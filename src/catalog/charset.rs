//! Character set tokens for `Accept-Charset`

pub const COMMON: &[&str] = &[
    "utf-8", "ascii", "iso-8859-1", "iso-8859-2", "iso-8859-15", "shift_jis", "gbk", "big5",
    "koi8-r", "windows-1250", "windows-1251", "windows-1252", "windows-1253", "windows-1254",
    "windows-1255", "windows-1256", "windows-1257", "windows-1258",
];

pub const ALL: &[&str] = &[
    "us-ascii", "ascii", "iso-8859-1", "iso-8859-2", "iso-8859-3", "iso-8859-4",
    "iso-8859-5", "iso-8859-6", "iso-8859-7", "iso-8859-8", "iso-8859-9",
    "iso-8859-10", "iso-8859-13", "iso-8859-14", "iso-8859-15", "iso-8859-16",
    "iso_6937-2-add", "jis_x0201", "jis_c6226-1978", "jis_encoding", "shift_jis",
    "extended_unix_code_packed_format_for_japanese",
    "extended_unix_code_fixed_width_for_japanese", "85_4730", "sen_850200_c", "it", "es",
    "din_66003", "ns_4551-1", "nf_z_62-010", "iso-10646-utf-1", "iso_646.basic:1983",
    "iso_646.irv:1983", "nats-sefi", "nats-sefi-add", "nats-dano", "nats-dano-add",
    "sen_850200_b", "ks_c_5601-1987", "iso-2022-kr", "iso-2022-jp", "iso-2022-jp-2",
    "iso_6429-jis7-1990", "jis_c6229-1969-jp", "jis_c6229-1969-ro", "pt", "greek7-old",
    "latin-greek", "nf_z_62-010_(1973)", "latin-greek-1", "iso_5427", "js_c6228-1978",
    "bs_viewdata", "inis", "inis-8", "inis-cyrillic", "iso_5427:1981", "iso_5428-1980",
    "gb_1988-80", "gb_2312-80", "ns_4551-2", "videotex-suppl", "pt2", "es2", "msz_7795.3",
    "js_c6229-1983", "greek7", "asmo_449", "iso-ir-90", "jis_c6229-1984-a", "jis_c6229-1984-b",
    "jis_c6229-1984-b-add", "jis_c6229-1984-hand", "jis_c6229-1984-kana", "iso_2033-1983",
    "ansi_x3.110-1983", "t.61-7bit", "t.61-8bit", "ecma-cyrillic", "csa_z243.4-1985-1",
    "csa_z243.4-1985-2", "iso-8859-6-e", "iso-8859-6-i", "t.101-g2", "iso-8859-8-e",
    "iso-8859-8-i", "csn_369103", "jus_i.b1.002", "iec_p27-1", "jus_i.b1.003-serb",
    "jus_i.b1.003-mac", "greek-ccitt", "nc_nc00-10:81", "iso_6937-2-25", "gost_19768-74",
    "iso_8859-supp", "iso_10367-box", "latin-lap", "jis_x0212-1990", "ds_2089", "us-dk",
    "dk-us", "ksc5636", "unicode-1-1-utf-7", "iso-10646-ucs-2", "iso-10646-ucs-4",
    "iso-10646-ucs-basic", "iso-10646-unicode-latin1", "iso-10646-j-1", "iso-10646-j-3",
    "iso-10646-j-7", "iso-10646-j-8", "iso-unicode-ibm-1261", "iso-unicode-ibm-1268",
    "iso-unicode-ibm-1276", "iso-unicode-ibm-1264", "iso-unicode-ibm-1265", "hz-gb-2312", "gbk",
    "gb18030", "gb2312", "big5", "big5-hkscs", "utf-8", "utf-7", "utf16-be", "utf16-le",
    "utf-32", "utf-32be", "utf-32le", "bocu-1", "utf-7-imap", "iso-8859-1-windows-3.0-latin1",
    "iso-8859-2-windows-latin2", "iso-8859-3-windows-latin3", "iso-8859-9-windows-latin5",
    "hp-roman8", "adobe-standard-encoding", "ventura-us", "ventura-international", "dec-mcs",
    "ibm850", "pc-danish-norwegian", "ibm862", "pc-turkish", "ibm-symbols", "ibm-thai",
    "hp-legal", "hp-pifont", "hp-math8", "adobe-symbol-encoding", "hp-desktop", "ventura-math",
    "microsoft-publishing", "windows-31j", "macintosh", "unknown-8bit", "mnemonic",
    "mnemonic-8bit", "cp878", "viscii", "viqr", "koi8-r", "gb-2312", "windows-1250",
    "windows-1251", "windows-1252", "windows-1253", "windows-1254", "windows-1255",
    "windows-1256", "windows-1257", "windows-1258", "cp50220", "cp50221",
];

● **WHAT THIS TASK INVOLVES**
Here you need to write out the listing above exactly, from its first line to its last.

● **RESULT OF THE TASK**
filename src/catalog/charset.rs
//! Character set tokens for `Accept-Charset`

pub const COMMON: &[&str] = &[
    "utf-8", "ascii", "iso-8859-1", "iso-8859-2", "iso-8859-15", "shift_jis", "gbk", "big5",
    "koi8-r", "windows-1250", "windows-1251", "windows-1252", "windows-1253", "windows-1254",
    "windows-1255", "windows-1256", "windows-1257", "windows-1258",
];

pub const ALL: &[&str] = &[
    "us-ascii", "ascii", "iso-8859-1", "iso-8859-2", "iso-8859-3", "iso-8859-4",
    "iso-8859-5", "iso-8859-6", "iso-8859-7", "iso-8859-8", "iso-8859-9",
    "iso-8859-10", "iso-8859-13", "iso-8859-14", "iso-8859-15", "iso-8859-16",
    "iso_6937-2-add", "jis_x0201", "jis_c6226-1978", "jis_encoding", "shift_jis",
    "extended_unix_code_packed_format_for_japanese",
    "extended_unix_code_fixed_width_for_japanese", "85_4730", "sen_850200_c", "it", "es",
    "din_66003", "ns_4551-1", "nf_z_62-010", "iso-10646-utf-1", "iso_646.basic:1983",
    "iso_646.irv:1983", "nats-sefi", "nats-sefi-add", "nats-dano", "nats-dano-add",
    "sen_850200_b", "ks_c_5601-1987", "iso-2022-kr", "iso-2022-jp", "iso-2022-jp-2",
    "iso_6429-jis7-1990", "jis_c6229-1969-jp", "jis_c6229-1969-ro", "pt", "greek7-old",
    "latin-greek", "nf_z_62-010_(1973)", "latin-greek-1", "iso_5427", "js_c6228-1978",
    "bs_viewdata", "inis", "inis-8", "inis-cyrillic", "iso_5427:1981", "iso_5428-1980",
    "gb_1988-80", "gb_2312-80", "ns_4551-2", "videotex-suppl", "pt2", "es2", "msz_7795.3",
    "js_c6229-1983", "greek7", "asmo_449", "iso-ir-90", "jis_c6229-1984-a", "jis_c6229-1984-b",
    "jis_c6229-1984-b-add", "jis_c6229-1984-hand", "jis_c6229-1984-kana", "iso_2033-1983",
    "ansi_x3.110-1983", "t.61-7bit", "t.61-8bit", "ecma-cyrillic", "csa_z243.4-1985-1",
    "csa_z243.4-1985-2", "iso-8859-6-e", "iso-8859-6-i", "t.101-g2", "iso-8859-8-e",
    "iso-8859-8-i", "csn_369103", "jus_i.b1.002", "iec_p27-1", "jus_i.b1.003-serb",
    "jus_i.b1.003-mac", "greek-ccitt", "nc_nc00-10:81", "iso_6937-2-25", "gost_19768-74",
    "iso_8859-supp", "iso_10367-box", "latin-lap", "jis_x0212-1990", "ds_2089", "us-dk",
    "dk-us", "ksc5636", "unicode-1-1-utf-7", "iso-10646-ucs-2", "iso-10646-ucs-4",
    "iso-10646-ucs-basic", "iso-10646-unicode-latin1", "iso-10646-j-1", "iso-10646-j-3",
    "iso-10646-j-7", "iso-10646-j-8", "iso-unicode-ibm-1261", "iso-unicode-ibm-1268",
    "iso-unicode-ibm-1276", "iso-unicode-ibm-1264", "iso-unicode-ibm-1265", "hz-gb-2312", "gbk",
    "gb18030", "gb2312", "big5", "big5-hkscs", "utf-8", "utf-7", "utf16-be", "utf16-le",
    "utf-32", "utf-32be", "utf-32le", "bocu-1", "utf-7-imap", "iso-8859-1-windows-3.0-latin1",
    "iso-8859-2-windows-latin2", "iso-8859-3-windows-latin3", "iso-8859-9-windows-latin5",
    "hp-roman8", "adobe-standard-encoding", "ventura-us", "ventura-international", "dec-mcs",
    "ibm850", "pc-danish-norwegian", "ibm862", "pc-turkish", "ibm-symbols", "ibm-thai",
    "hp-legal", "hp-pifont", "hp-math8", "adobe-symbol-encoding", "hp-desktop", "ventura-math",
    "microsoft-publishing", "windows-31j", "macintosh", "unknown-8bit", "mnemonic",
    "mnemonic-8bit", "cp878", "viscii", "viqr", "koi8-r", "gb-2312", "windows-1250",
    "windows-1251", "windows-1252", "windows-1253", "windows-1254", "windows-1255",
    "windows-1256", "windows-1257", "windows-1258", "cp50220", "cp50221",
];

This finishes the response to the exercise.